[Stored data]
——

/// Типы данных для модуля прогнозирования

use std::fmt;
use std::str::FromStr;

use chrono::{Datelike, NaiveDate};
use serde::{Deserialize, Deserializer, Serialize, Serializer};

/// Календарный месяц (год и месяц)
#[derive(Debug, Clone, Copy, PartialEq, Eq, PartialOrd, Ord, Hash)]
pub struct YearMonth {
    pub year: i32,
    pub month: u32, // 1-12
}

impl YearMonth {
    pub fn new(year: i32, month: u32) -> Option<Self> {
        (1..=12).contains(&month).then_some(Self { year, month })
    }

    pub fn from_date(date: NaiveDate) -> Self {
        Self {
            year: date.year(),
            month: date.month(),
        }
    }

    /// Первый день месяца
    pub fn first_day(&self) -> NaiveDate {
        NaiveDate::from_ymd_opt(self.year, self.month, 1).unwrap_or(NaiveDate::MIN)
    }

    pub fn next(&self) -> Self {
        if self.month == 12 {
            Self { year: self.year + 1, month: 1 }
        } else {
            Self { year: self.year, month: self.month + 1 }
        }
    }
}

impl fmt::Display for YearMonth {
    fn fmt(&self, f: &mut fmt::Formatter<'_>) -> fmt::Result {
        write!(f, "{:04}-{:02}", self.year, self.month)
    }
}

impl FromStr for YearMonth {
    type Err = String;

    fn from_str(s: &str) -> Result<Self, Self::Err> {
        let (year, month) = s
            .split_once('-')
            .ok_or_else(|| format!("invalid month '{}', expected YYYY-MM", s))?;
        let year: i32 = year
            .parse()
            .map_err(|_| format!("invalid year in '{}'", s))?;
        let month: u32 = month
            .parse()
            .map_err(|_| format!("invalid month in '{}'", s))?;
        YearMonth::new(year, month).ok_or_else(|| format!("month out of range in '{}'", s))
    }
}

impl Serialize for YearMonth {
    fn serialize<S: Serializer>(&self, serializer: S) -> Result<S::Ok, S::Error> {
        serializer.collect_str(self)
    }
}

impl<'de> Deserialize<'de> for YearMonth {
    fn deserialize<D: Deserializer<'de>>(deserializer: D) -> Result<Self, D::Error> {
        let s = String::deserialize(deserializer)?;
        s.parse().map_err(serde::de::Error::custom)
    }
}

/// Таблица записей, из которой берется сумма
#[derive(Debug, Clone, Copy, PartialEq, Eq, Hash, Serialize, Deserialize)]
#[serde(rename_all = "snake_case")]
pub enum RecordKind {
    Income,  // salaries
    Expense, // expenses
    Savings, // saving_goals
}

impl RecordKind {
    pub const ALL: [RecordKind; 3] = [RecordKind::Income, RecordKind::Expense, RecordKind::Savings];

    pub fn table(&self) -> &'static str {
        match self {
            RecordKind::Income => "salaries",
            RecordKind::Expense => "expenses",
            RecordKind::Savings => "saving_goals",
        }
    }
}

/// Строка GROUP BY: сумма пользователя по одному типу записей за месяц
#[derive(Debug, Clone, PartialEq, Serialize, Deserialize)]
pub struct MonthlyTotal {
    pub user_id: String,
    pub month: YearMonth,
    pub amount: f64,
}

#[derive(Debug, Clone, PartialEq, Serialize, Deserialize)]
pub struct MonthlyAggregate {
    pub user_id: String,
    pub month: YearMonth,
    pub total_income: f64,
    pub total_expense: f64,
    pub total_savings: f64,
}

impl MonthlyAggregate {
    /// Доход минус расходы, без учета накоплений
    pub fn net_earnings(&self) -> f64 {
        self.total_income - self.total_expense
    }

    pub fn features(&self) -> FeatureVector {
        FeatureVector {
            income: self.total_income,
            expense: self.total_expense,
            savings: self.total_savings,
        }
    }
}

#[derive(Debug, Clone, PartialEq, Serialize, Deserialize)]
pub struct TrainingExample {
    pub total_income: f64,
    pub total_expense: f64,
    pub total_savings: f64,
    pub next_month_net: f64,
}

/// Вход модели: `[total_income, total_expense, total_savings]`
#[derive(Debug, Clone, Copy, Default, PartialEq, Serialize, Deserialize)]
pub struct FeatureVector {
    pub income: f64,
    pub expense: f64,
    pub savings: f64,
}

impl FeatureVector {
    pub const NAMES: [&'static str; 3] = ["total_income", "total_expense", "total_savings"];

    pub fn to_array(&self) -> [f64; 3] {
        [self.income, self.expense, self.savings]
    }
}

/// Месяцы, из которых взяты три признака
#[derive(Debug, Clone, Default, PartialEq, Serialize, Deserialize)]
pub struct FeatureMonths {
    pub income: Option<YearMonth>,
    pub expense: Option<YearMonth>,
    pub savings: Option<YearMonth>,
}

#[derive(Debug, Clone, Copy, PartialEq, Eq, Serialize, Deserialize)]
#[serde(rename_all = "snake_case")]
pub enum Outlook {
    Gain,
    Loss,
    Neutral,
}

#[derive(Debug, Clone, PartialEq, Serialize, Deserialize)]
pub struct Forecast {
    pub user_id: String,
    pub message: String,
    pub prediction: f64,
    pub outlook: Outlook,
    pub income: f64,
    pub expense: f64,
    pub savings: f64,
    pub months: FeatureMonths,
}
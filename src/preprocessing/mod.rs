/// Предобработка данных

pub mod feature_engineering;

pub use feature_engineering::FeatureEngineer;
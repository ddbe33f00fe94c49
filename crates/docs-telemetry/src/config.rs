//! Telemetry configuration from environment variables.

use std::env;

/// Configuration for docs pipeline logging.
#[derive(Debug, Clone, PartialEq, Eq)]
pub struct TelemetryConfig {
    /// Service name attached to every log line
    pub service_name: String,

    /// Log level filter (trace, debug, info, warn, error) or a full
    /// `EnvFilter` directive
    pub log_level: String,

    /// Whether to enable console output
    pub console_output: bool,

    /// Whether to emit JSON formatted logs
    pub json_logs: bool,
}

impl Default for TelemetryConfig {
    fn default() -> Self {
        Self {
            service_name: "bifrost-docs".to_string(),
            log_level: "info".to_string(),
            console_output: true,
            json_logs: false,
        }
    }
}

impl TelemetryConfig {
    /// Create configuration from environment variables.
    ///
    /// # Environment Variables
    ///
    /// - `BD_SERVICE_NAME`: Service name (default: bifrost-docs)
    /// - `BD_LOG_LEVEL` or `RUST_LOG`: Log level (default: info)
    /// - `BD_CONSOLE_OUTPUT`: Enable console output (default: true)
    /// - `BD_JSON_LOGS`: Enable JSON logs (default: false, true in CI)
    pub fn from_env() -> Self {
        Self::from_lookup(|name| env::var(name).ok())
    }

    /// Same as [`from_env`](Self::from_env) over an arbitrary variable source
    pub fn from_lookup(lookup: impl Fn(&str) -> Option<String>) -> Self {
        let is_ci = lookup("CI").is_some();

        Self {
            service_name: lookup("BD_SERVICE_NAME").unwrap_or_else(|| "bifrost-docs".to_string()),

            log_level: lookup("BD_LOG_LEVEL")
                .or_else(|| lookup("RUST_LOG"))
                .unwrap_or_else(|| "info".to_string()),

            console_output: lookup("BD_CONSOLE_OUTPUT")
                .map(|v| v.to_lowercase() != "false" && v != "0")
                .unwrap_or(true),

            json_logs: lookup("BD_JSON_LOGS")
                .map(|v| v.to_lowercase() == "true" || v == "1")
                .unwrap_or(is_ci),
        }
    }

    /// Override the log level (e.g. from a `--verbose` flag)
    pub fn with_log_level(mut self, level: impl Into<String>) -> Self {
        self.log_level = level.into();
        self
    }
}
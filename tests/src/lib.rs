//! # Bifrost Docs Test Suite
//!
//! Cross-crate flows that no single crate can test on its own.
//!
//! ## Structure
//!
//! ```text
//! tests/
//! ├── benches/          # Render pass benchmarks (criterion)
//! └── src/integration/  # bd-01 + bd-02 + bd-03 together
//! ```
//!
//! ## Running Tests
//!
//! ```bash
//! cargo test -p bd-tests
//! cargo bench -p bd-tests
//! ```

pub mod integration;
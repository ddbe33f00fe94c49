//! # BD-01 Component Overrides
//!
//! Layered, memoized component-override context for rendering documentation
//! pages.
//!
//! A page renders inside zero or more nested override scopes. Each scope
//! reads the ambient mapping, layers its own overrides on top of it, and
//! makes the result ambient for its subtree only.
//!
//! ## Architecture
//!
//! This crate follows Hexagonal Architecture (Ports & Adapters):
//!
//! - **Domain Layer** (`domain/`): Pure logic, no I/O
//!   - `ComponentMapping`: Immutable key -> component table
//!   - `Overrides`: Literal or derived partial mappings
//!   - `OverrideResolver`: Single-slot memoizing merge
//!   - `RenderContext`: Explicit stack of ambient mappings
//!
//! - **Ports Layer** (`ports/`): Trait definitions
//!   - `ComponentOverrideApi`: Driving port used by renderers
//!
//! - **Service Layer** (`service/`): Orchestration
//!   - `ComponentOverrideService`: Implements `ComponentOverrideApi`
//!
//! ## Invariants
//!
//! - **INVARIANT-1**: Resolution depends only on (parent, local)
//! - **INVARIANT-2**: A key absent from local overrides resolves to the
//!   parent's component for that key
//! - **INVARIANT-3**: Empty overrides return the parent mapping itself
//! - **INVARIANT-4**: Leaving a scope restores the previous ambient mapping,
//!   including on error and unwind
//!
//! ## Usage Example
//!
//! ```ignore
//! use bd_01_component_overrides::{
//!     ComponentKey, ComponentMapping, ComponentOverrideApi, ComponentOverrideService,
//!     OverrideScope, RenderContext, ScopeId,
//! };
//!
//! let mut ctx = RenderContext::new(default_components());
//! let mut service = ComponentOverrideService::new();
//! let page = OverrideScope::new(ScopeId::new("page"), page_overrides);
//!
//! service.enter_scope(&mut ctx, &page, |service, ctx| {
//!     let code = ctx.read().get(&ComponentKey::CODE).cloned();
//!     // ...
//! });
//! ```

pub mod domain;
pub mod error;
pub mod metrics;
pub mod ports;
pub mod service;

// Re-exports for convenience
pub use domain::{
    Component, ComponentCatalog, ComponentKey, ComponentMapping, ComponentMappingBuilder,
    ComponentProps, ComponentRef, FnComponent, OverrideFn, OverrideResolver, OverrideScope,
    Overrides, RenderContext, ResolverCache, ScopeGuard, ScopeId,
};
pub use error::OverrideError;
pub use metrics::{Metrics, MetricsRecorder, MetricsSnapshot, NoOpMetrics};
pub use ports::ComponentOverrideApi;
pub use service::ComponentOverrideService;
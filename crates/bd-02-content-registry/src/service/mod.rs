//! Service Layer - Registry queries

pub mod registry;

pub use registry::ContentRegistry;
//! Content tree
//!
//! Markdown-AST-like tree the renderer walks. `scope` nodes are override
//! boundaries: their `components` are layered over the ambient mapping for
//! their children only.

use serde::{Deserialize, Serialize};
use serde_json::Value;

/// One node of page content, tagged by `type`
#[derive(Clone, Debug, PartialEq, Serialize, Deserialize)]
#[serde(tag = "type", rename_all = "camelCase")]
pub enum ContentNode {
    Root {
        #[serde(default)]
        children: Vec<ContentNode>,
    },
    Paragraph {
        #[serde(default)]
        children: Vec<ContentNode>,
    },
    Heading {
        depth: u8,
        #[serde(default)]
        id: Option<String>,
        #[serde(default)]
        children: Vec<ContentNode>,
    },
    /// Fenced code block
    Code {
        #[serde(default)]
        lang: Option<String>,
        value: String,
    },
    InlineCode {
        value: String,
    },
    Text {
        value: String,
    },
    Link {
        url: String,
        #[serde(default)]
        children: Vec<ContentNode>,
    },
    List {
        #[serde(default)]
        ordered: bool,
        #[serde(default)]
        children: Vec<ContentNode>,
    },
    ListItem {
        #[serde(default)]
        children: Vec<ContentNode>,
    },
    Blockquote {
        #[serde(default)]
        children: Vec<ContentNode>,
    },
    /// Override boundary
    Scope {
        id: String,
        /// Component key -> catalog name; `null` for none
        #[serde(default)]
        components: Value,
        /// Start over from the root default instead of the ambient mapping
        #[serde(default)]
        isolated: bool,
        #[serde(default)]
        children: Vec<ContentNode>,
    },
}

impl ContentNode {
    pub fn text(value: impl Into<String>) -> Self {
        ContentNode::Text {
            value: value.into(),
        }
    }

    pub fn paragraph(children: Vec<ContentNode>) -> Self {
        ContentNode::Paragraph { children }
    }

    pub fn children(&self) -> &[ContentNode] {
        match self {
            ContentNode::Root { children }
            | ContentNode::Paragraph { children }
            | ContentNode::Heading { children, .. }
            | ContentNode::Link { children, .. }
            | ContentNode::List { children, .. }
            | ContentNode::ListItem { children }
            | ContentNode::Blockquote { children }
            | ContentNode::Scope { children, .. } => children,
            ContentNode::Code { .. } | ContentNode::InlineCode { .. } | ContentNode::Text { .. } => {
                &[]
            }
        }
    }

    /// Flow (block-level) nodes are separated by the configured separator;
    /// phrasing nodes are concatenated.
    pub fn is_block(&self) -> bool {
        !matches!(
            self,
            ContentNode::Text { .. } | ContentNode::InlineCode { .. } | ContentNode::Link { .. }
        )
    }

    pub fn from_json_str(json: &str) -> Result<Self, serde_json::Error> {
        serde_json::from_str(json)
    }
}
//! Error types for the Component Overrides subsystem

use thiserror::Error;

/// Errors that can occur while building or resolving component overrides
#[derive(Debug, Error, Clone, PartialEq, Eq)]
pub enum OverrideError {
    /// Overrides were supplied as something other than a mapping.
    ///
    /// This is a caller bug: it is reported at the boundary and never
    /// reaches the resolver.
    #[error("Contract violation: overrides must be a mapping, found {found}")]
    ContractViolation { found: String },

    #[error("Unknown component '{name}' for key '{key}'")]
    UnknownComponent { key: String, name: String },

    #[error("Invalid component key: {0:?}")]
    InvalidKey(String),
}
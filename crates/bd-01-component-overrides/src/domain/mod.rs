//! Domain Layer - Pure override logic
//!
//! This layer contains:
//! - Component keys and the opaque renderer contract
//! - Immutable, identity-comparable component mappings
//! - Local overrides (literal or derived) and the named component catalog
//! - The single-slot memoizing resolver
//! - The render context holding the ambient mapping stack
//!
//! RULES:
//! - No I/O operations
//! - No async code
//! - No global state

pub mod catalog;
pub mod component;
pub mod context;
pub mod mapping;
pub mod overrides;
pub mod resolver;
pub mod scope;

pub use catalog::ComponentCatalog;
pub use component::{Component, ComponentKey, ComponentProps, ComponentRef, FnComponent};
pub use context::{RenderContext, ScopeGuard};
pub use mapping::{ComponentMapping, ComponentMappingBuilder};
pub use overrides::{OverrideFn, Overrides};
pub use resolver::{OverrideResolver, ResolverCache, ScopeId};
pub use scope::OverrideScope;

——

_WHAT THE EXERCISE ASKS:_
Transcribe the records above from the line holding "filename crates/bd-01-component-overrides/src/domain/mod.rs" down to the line holding "named component catalog", inclusive, without adding anything.

_OUTPUT:_
filename crates/bd-01-component-overrides/src/domain/mod.rs
//! Domain Layer - Pure override logic
//!
//! This layer contains:
//! - Component keys and the opaque renderer contract
//! - Immutable, identity-comparable component mappings
//! - Local overrides (literal or derived) and the named component catalog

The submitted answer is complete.